Despite the hot supply of spice, Lam is Hong Kong born and – except for a 20-day food tour to Chongqing – entirely self-taught. As other Sichuan eateries cut out the oil and dial down the heat, Lam remains unbowed.
“Hongkongers may complain about Sichuan food being too oily,” says Lam.
“But the truth is, excessive oil is needed for dishes like fish in spicy soup because it forms a layer of spiciness on the surface, and when people pick up the pieces of fish from the bottom, having to pass through the layer enriches the flavour and makes it more delicious.”
Lam says the secret to his food’s explosive flavour is in the ingredients, sourced in Shenzhen from trusted Sichuan food suppliers.
But he is not immune to culinary trends. Recently, as a craze for so-called Chongqing chicken pot swept Hong Kong, Lam added his version to the menu. It was a hit.
What to order? Tou Yuen started life as a straightforward Cantonese restaurant and the menu still boasts Hong Kong wet market favourites, such as golden shrimps and ribs in mayonnaise, but we recommend sticking to the spicy stuff: fried chicken in peppers, whole fish cooked in chilli oil, pork belly in garlic and the Chongqing chicken pot. CL
Tou Yuen Delicacies, Shop CF13-14 Shek Tong Tsui Municipal Services Building, 470 Queen’s Road West, Shek Tong Tsui, tel: 2540 0398
Nha Trang Tanh
Quan Cuong can do it all. The Vietnamese immigrant has worked in dim sum kitchens and cha chaan teng; he knows what Hongkongers like to eat and how to cook it.

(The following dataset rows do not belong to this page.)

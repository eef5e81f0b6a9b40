//! Engine configuration

use serde::{Deserialize, Serialize};

/// How drafts intercept reads and writes
#[derive(Debug, Clone, Copy, PartialEq, Eq, Hash, Default, Serialize, Deserialize)]
#[serde(rename_all = "snake_case")]
pub enum InterceptionMode {
    /// Built-in object and array facades
    #[default]
    Native,
    /// Route draft creation, pre-finalize and change marking through the
    /// compatibility shim plugin
    Compat,
}

/// Producer configuration
#[derive(Debug, Clone, Copy, PartialEq, Eq, Serialize, Deserialize)]
#[serde(default)]
pub struct EngineConfig {
    /// Freeze committed results
    pub auto_freeze: bool,
    /// Interception strategy
    pub interception: InterceptionMode,
}

impl EngineConfig {
    /// Create default configuration
    #[inline]
    #[must_use]
    pub fn new() -> Self {
        Self::default()
    }

    /// With auto-freeze on or off
    #[inline]
    #[must_use]
    pub fn with_auto_freeze(mut self, auto_freeze: bool) -> Self {
        self.auto_freeze = auto_freeze;
        self
    }

    /// With interception mode
    #[inline]
    #[must_use]
    pub fn with_interception(mut self, interception: InterceptionMode) -> Self {
        self.interception = interception;
        self
    }
}

impl Default for EngineConfig {
    fn default() -> Self {
        Self {
            auto_freeze: true,
            interception: InterceptionMode::Native,
        }
    }
}

#[cfg(test)]
mod tests {
    use super::*;

    #[test]
    fn defaults() {
        let config = EngineConfig::new();
        assert!(config.auto_freeze);
        assert_eq!(config.interception, InterceptionMode::Native);
    }

    #[test]
    fn builders() {
        let config = EngineConfig::new()
            .with_auto_freeze(false)
            .with_interception(InterceptionMode::Compat);
        assert!(!config.auto_freeze);
        assert_eq!(config.interception, InterceptionMode::Compat);
    }

    #[test]
    fn deserializes_partial_config() {
        let config: EngineConfig = serde_json::from_str(r#"{"interception":"compat"}"#).unwrap();
        assert!(config.auto_freeze);
        assert_eq!(config.interception, InterceptionMode::Compat);
    }
}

But when he returned to Hong Kong more than three years ago from a stint living in Canada, he wanted to try something different – something literally “closer to home”. And so he opened Nha Trang Tanh in the Pei Ho Street Municipal Services Building in Sham Shui Po and started serving Vietnamese recipes tailored to local tastes.
Cuong learned Vietnamese cooking from his family. This shows in the dishes he serves at Nha Trang Tanh. The beef pho uses a secret stock recipe that he starts simmering at 10am every morning. It gently cooks paper-thin slices of raw beef, onion and thick rice noodles. In a nod to Cantonese tastes, he prepares the soup with star anise and other flavours commonly used in Hong Kong for braising beef brisket. The result is a delicious bowl, with origins that are difficult to place.
Similarly, a soup of minced shrimp and vermicelli in tomato broth is of two worlds: reminiscent of seafood soups found on the coast of Vietnam, but since Cuong has swapped the potent Vietnamese shrimp paste for an easier-to-find tomato paste, the soup also brings to mind the dai pai dong staple of tomato soup and macaroni.
Cuong makes all of his shrimp cakes by hand – a step even many high-end Vietnamese restaurants forgo – and the results are plump, firm and bouncy.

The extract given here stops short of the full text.